The team, which includes researchers Wei Tang, Dr. Miguel Monclús, Dr. Mónica Echeverry Rendón, Prof. De-Yi Wang, and former researcher Dr. Jesús Ordoño, conducted this study as part of the European Marie Skłodowska Curie Actions project known as 3D-CARBON.

Pyrolysis, a process where organic materials undergo decomposition at high temperatures in the absence of oxygen, played a crucial role in this research. The intricate 3D PEGDA structures that were initially created through UV-light-based resin 3D printing experienced a significant shrinkage (up to ~80%) during pyrolysis, while maintaining their original geometry. This allowed for a higher printing resolution, resulting in pore geometries that closely resemble those of native bone.

Furthermore, the researchers found that by varying the pyrolysis temperature between 500 and 900 °C, they could effectively tune the physical and biological properties of the carbon microlattices. Higher temperatures led to increased conductivity and mechanical robustness, with elasticity and hardness values approaching those of natural bone.
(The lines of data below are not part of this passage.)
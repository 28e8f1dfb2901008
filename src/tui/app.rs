//! Main application state and rendering

use crate::data::{Fixture, Severity};
use crate::game::exploration::{Command, Direction as Move};
use crate::game::verdict::Verdict;
use crate::game::{Game, GameMessage, GamePhase};
use crate::tui::widgets::{DramaticBox, EvidenceMeter};
use crate::tui::{centered_rect, severity_color, styled_block, tag_color, Theme, HELP_TEXT, LOGO, SMALL_LOGO};
use crate::tui::{create_content_layout, create_main_area_layout, create_main_layout};
use crossterm::event::{self, Event, KeyCode, KeyEventKind};
use ratatui::{
    layout::{Alignment, Constraint, Direction, Layout, Rect},
    style::{Color, Modifier, Style},
    text::{Line, Span},
    widgets::{Block, Borders, Clear, List, ListItem, ListState, Paragraph, Wrap},
    Frame,
};
use std::time::Duration;

/// Application state
pub struct App {
    pub game: Game,
    pub fixture: Fixture,
    pub theme: Theme,
    pub running: bool,
    pub show_help: bool,
    pub current_screen: Screen,
    pub menu_state: ListState,
    pub input_buffer: String,
    pub input_mode: InputMode,
}

/// Current screen being displayed
#[derive(Debug, Clone, PartialEq, Eq)]
pub enum Screen {
    Title,
    Exploring,
    Accusation,
    Verdict,
}

/// Input mode for the prompt line
#[derive(Debug, Clone, PartialEq, Eq)]
pub enum InputMode {
    Normal,
    Typing,
}

const MENU_ITEMS: [&str; 3] = ["Enter the mansion", "How to play", "Quit"];
//! Custom widgets for the game UI

use crate::game::verdict::REQUIRED_CLUES;
use ratatui::{
    buffer::Buffer,
    layout::Rect,
    style::{Color, Modifier, Style},
    widgets::Widget,
};

/// One tally row: suspect name, a bar of marks and the count
pub struct EvidenceMeter {
    suspect: String,
    count: u32,
    threshold: u32,
}

impl EvidenceMeter {
    pub fn new(suspect: &str, count: u32) -> Self {
        Self {
            suspect: suspect.to_string(),
            count,
            threshold: REQUIRED_CLUES,
        }
    }
}

impl Widget for EvidenceMeter {
    fn render(self, area: Rect, buf: &mut Buffer) {
        if area.width < 8 || area.height < 1 {
            return;
        }

        // Enough marks to accuse turns the row green
        let color = if self.count >= self.threshold {
            Color::Green
        } else {
            Color::Yellow
        };

        let label_width = (area.width / 2).min(18);
        let label: String = self.suspect.chars().take(label_width as usize).collect();
        buf.set_string(area.x, area.y, &label, Style::default().fg(Color::White));

        let count_text = format!(" {}", self.count);
        let bar_start = area.x + label_width + 1;
        let bar_width = area
            .width
            .saturating_sub(label_width + 1 + count_text.len() as u16);

        let slots = self.count.max(self.threshold) as u16;
        for i in 0..bar_width.min(slots) {
            let (symbol, style) = if (i as u32) < self.count {
                ("■", Style::default().fg(color))
            } else {
                ("□", Style::default().fg(Color::DarkGray))
            };
            buf.set_string(bar_start + i, area.y, symbol, style);
        }
        buf.set_string(
            bar_start + bar_width.min(slots),
            area.y,
            &count_text,
            Style::default().fg(color).add_modifier(Modifier::BOLD),
        );
    }
}

/// Double-bordered box for the verdict
pub struct DramaticBox {
    title: String,
    content: Vec<String>,
    border_color: Color,
}

impl DramaticBox {
    pub fn new(title: &str) -> Self {
        Self {
            title: title.to_string(),
            content: Vec::new(),
            border_color: Color::Red,
        }
    }

    pub fn content(mut self, lines: Vec<String>) -> Self {
        self.content = lines;
        self
    }

    pub fn border_color(mut self, color: Color) -> Self {
        self.border_color = color;
        self
    }
}

impl Widget for DramaticBox {
    fn render(self, area: Rect, buf: &mut Buffer) {
        if area.width < 4 || area.height < 3 {
            return;
        }
        let style = Style::default().fg(self.border_color);
        let right = area.x + area.width - 1;
        let bottom = area.y + area.height - 1;

        for x in area.x + 1..right {
            buf.set_string(x, area.y, "═", style);
            buf.set_string(x, bottom, "═", style);
        }
        for y in area.y + 1..bottom {
            buf.set_string(area.x, y, "║", style);
            buf.set_string(right, y, "║", style);
        }
        buf.set_string(area.x, area.y, "╔", style);
        buf.set_string(right, area.y, "╗", style);
        buf.set_string(area.x, bottom, "╚", style);
        buf.set_string(right, bottom, "╝", style);

        let title = format!(" {} ", self.title);
        let title_width = title.chars().count() as u16;
        if title_width < area.width {
            let start = area.x + (area.width - title_width) / 2;
            buf.set_string(start, area.y, &title, style.add_modifier(Modifier::BOLD));
        }

        let inner_width = area.width.saturating_sub(4) as usize;
        for (i, line) in self.content.iter().enumerate() {
            let y = area.y + 1 + i as u16;
            if y >= bottom {
                break;
            }
            let text: String = line.chars().take(inner_width).collect();
            buf.set_string(area.x + 2, y, &text, Style::default().fg(Color::White));
        }
    }
}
The study's findings suggest these scaffolds could have promising applications in clinical settings for bone repair.

Interestingly, scaffolds created at lower pyrolysis temperatures retained more oxygen-containing surface groups, which correlated with increased metabolic activity and enhanced cell proliferation. This indicates that researchers could manipulate pyrolysis parameters to direct cellular behavior, a significant advancement over existing scaffold materials that often lack strength or are difficult to process to the geometrical scale of native bone.

The PyC microlattices not only offer a rare combination of processability, biocompatibility, mechanical resilience, and surface tunability but also present the potential for compatibility with MRI-based monitoring, an advantage over traditional metal-based implants.

As the field of regenerative medicine continues to evolve, this innovative approach to scaffold design and fabrication promises to open new avenues for effective and efficient bone tissue engineering, setting the stage for future research and clinical applications. The implications of this work could significantly enhance the quality of life for patients requiring bone repair and regeneration, marking a potential turning point in the use of carbon-based materials in medicine.